She shook her head again. "No. It can't be right. He was just a boy. She was just ... Sarek, they were only children!"

"Nevertheless, it was best."

"Oh!" She drew back from him, staring into his face, searching for some kind of emotion, some kinship to her own feelings. "How can you really **believe** that?"

"It was the only way. For them."

"But couldn't she just have left him!" she railed, turning away from such horror, and stopped on an indrawn breath at that heretical, human, thought. And spoken to her Vulcan husband. What had she just said! She looked back at him quickly, struck dumb, wanting to take back the heartless, thoughtless words. The worst thing one bondmate could say to another, or think.

Sarek tensed a moment, as her words echoed in the tiled room. She could feel his shock, feel the slight contraction of muscles, the cessation of his breathing as his control dealt with it. Even knowing she was human, that she could express such an alien belief. And then he raised a brow and drew back fractionally to look down at her as in in full view. Not in anger, nor even in sorrow. Just noting what she had said, and letting her note his reaction. A Vulcan _et tu, Brute._

"I didn't **mean** that," she said, into that terrible breach. "**Not** in relation to us."

Sarek had regained control, the incident a mere, brief hesitation of his manner. And ignored her thoughtless implication, dealing only with the obvious. "If you remember, to leave was her intent, from the first."

"But not, **not** like this."

"Amanda. Sarumel was spared a lingering, agonizing death in madness, should she have…just left…and not been free or able, or willing, to return to him in his Time of Need. He would have wished this."

"Her challenger **might** have lost. He would have chosen **that**, I'm sure."
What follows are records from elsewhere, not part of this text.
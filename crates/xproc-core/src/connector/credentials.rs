//! Credential extraction for ProviderConfigs
//!
//! Resolves the declared credential source to raw bytes. The bytes are
//! handed to the gateway factory unchanged and never logged.

use async_trait::async_trait;
use std::sync::Arc;

use crate::Error;
use crate::resource::{CredentialSource, ProviderCredentials};
use crate::traits::{CredentialExtractor, SecretStore};

/// Extractor for the `None`, `Secret`, `Environment` and `Filesystem` sources
pub struct CommonCredentialExtractor {
    secrets: Arc<dyn SecretStore>,
}

impl CommonCredentialExtractor {
    pub fn new(secrets: Arc<dyn SecretStore>) -> Self {
        Self { secrets }
    }
}

#[async_trait]
impl CredentialExtractor for CommonCredentialExtractor {
    async fn extract(&self, credentials: &ProviderCredentials) -> Result<Vec<u8>, Error> {
        let selectors = &credentials.selectors;
        match credentials.source {
            CredentialSource::None => Ok(Vec::new()),
            CredentialSource::Secret => {
                let selector = selectors.secret_ref.as_ref().ok_or_else(|| {
                    Error::CredentialResolutionFailed(
                        "source is Secret but no secretRef is set".to_string(),
                    )
                })?;
                self.secrets
                    .get_secret_key(&selector.secret, &selector.key)
                    .await
                    .map_err(|e| Error::CredentialResolutionFailed(e.to_string()))?
                    .ok_or_else(|| {
                        Error::CredentialResolutionFailed(format!(
                            "secret {} has no key {}",
                            selector.secret, selector.key
                        ))
                    })
            }
            CredentialSource::Environment => {
                let selector = selectors.env.as_ref().ok_or_else(|| {
                    Error::CredentialResolutionFailed(
                        "source is Environment but no env selector is set".to_string(),
                    )
                })?;
                std::env::var(&selector.name)
                    .map(String::into_bytes)
                    .map_err(|e| {
                        Error::CredentialResolutionFailed(format!(
                            "environment variable {}: {e}",
                            selector.name
                        ))
                    })
            }
            CredentialSource::Filesystem => {
                let selector = selectors.fs.as_ref().ok_or_else(|| {
                    Error::CredentialResolutionFailed(
                        "source is Filesystem but no fs selector is set".to_string(),
                    )
                })?;
                tokio::fs::read(&selector.path).await.map_err(|e| {
                    Error::CredentialResolutionFailed(format!("cannot read {}: {e}", selector.path))
                })
            }
        }
    }
}

#[cfg(test)]
mod tests {
    use super::*;
    use crate::resource::{CredentialSelectors, FsSelector, ProviderConfig, SecretReference};
    use crate::store::MemorySecretStore;
    use std::io::Write;

    fn extractor(secrets: &MemorySecretStore) -> CommonCredentialExtractor {
        CommonCredentialExtractor::new(Arc::new(secrets.clone()))
    }

    #[tokio::test]
    async fn test_none_yields_empty_bytes() {
        let secrets = MemorySecretStore::new();
        let bytes = extractor(&secrets)
            .extract(&ProviderCredentials::default())
            .await
            .unwrap();
        assert!(bytes.is_empty());
    }

    #[tokio::test]
    async fn test_secret_source() {
        let secrets = MemorySecretStore::new();
        let reference = SecretReference::new("crossplane", "creds");
        secrets.put(reference.clone(), "token", "abc").await;

        let config = ProviderConfig::new("lab").with_secret_credentials(reference, "token");
        let bytes = extractor(&secrets).extract(&config.credentials).await.unwrap();
        assert_eq!(bytes, b"abc");
    }

    #[tokio::test]
    async fn test_missing_secret_fails() {
        let secrets = MemorySecretStore::new();
        let config = ProviderConfig::new("lab")
            .with_secret_credentials(SecretReference::new("crossplane", "absent"), "token");

        let err = extractor(&secrets)
            .extract(&config.credentials)
            .await
            .unwrap_err();
        assert!(matches!(err, Error::CredentialResolutionFailed(_)));
    }

    #[tokio::test]
    async fn test_selector_must_match_source() {
        let secrets = MemorySecretStore::new();
        let credentials = ProviderCredentials {
            source: CredentialSource::Environment,
            selectors: CredentialSelectors::default(),
        };

        let err = extractor(&secrets).extract(&credentials).await.unwrap_err();
        assert!(matches!(err, Error::CredentialResolutionFailed(_)));
    }

    #[tokio::test]
    async fn test_filesystem_source() {
        let mut file = tempfile::NamedTempFile::new().unwrap();
        file.write_all(b"from-file").unwrap();

        let credentials = ProviderCredentials {
            source: CredentialSource::Filesystem,
            selectors: CredentialSelectors {
                fs: Some(FsSelector {
                    path: file.path().to_string_lossy().into_owned(),
                }),
                ..Default::default()
            },
        };
        let bytes = extractor(&MemorySecretStore::new())
            .extract(&credentials)
            .await
            .unwrap();
        assert_eq!(bytes, b"from-file");
    }
}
Sarek looked down at her, almost in surprise, as if she had said something entirely out of the pale for Vulcan thought. But then gave a Vulcan negative in turn, a brief jerk of his head to the left. "In the madness of fever, yes. He would have striven for that in the passion of that moment. But, once sane, Sarumel could have found no peace or joy in a union with an unwilling mate. This **is** best, Amanda. This would be what he…what any Vulcan male would choose for himself in such a circumstance. Any in his right mind."

"Choose? That barbaric combat?"

"Yes. Followed by a quick, merciful death. It is our way."

"Merciful!"

He looked at her. "Yes. Merciful. It is why the custom remains. Do you think Challenge remains only to benefit the female partner? It is preferred by males as well. No male would choose a less swift outcome. Why do you think the concept of a Challenge is even allowed? Or the practice, in these modern times, of hiring professional Challengers, trained and skilled in the ancient combat? Well able to enact a swift, clean death. There is no cure for such a state but one. And if a female is unwilling, only two options ensure. Death or a violent and often fatal coupling. Challenge in such a state is beneficial for all parties. Anything else would be-- " A shade of expression colored his face at the thought, though his voice was dead calm, "utterly barbaric."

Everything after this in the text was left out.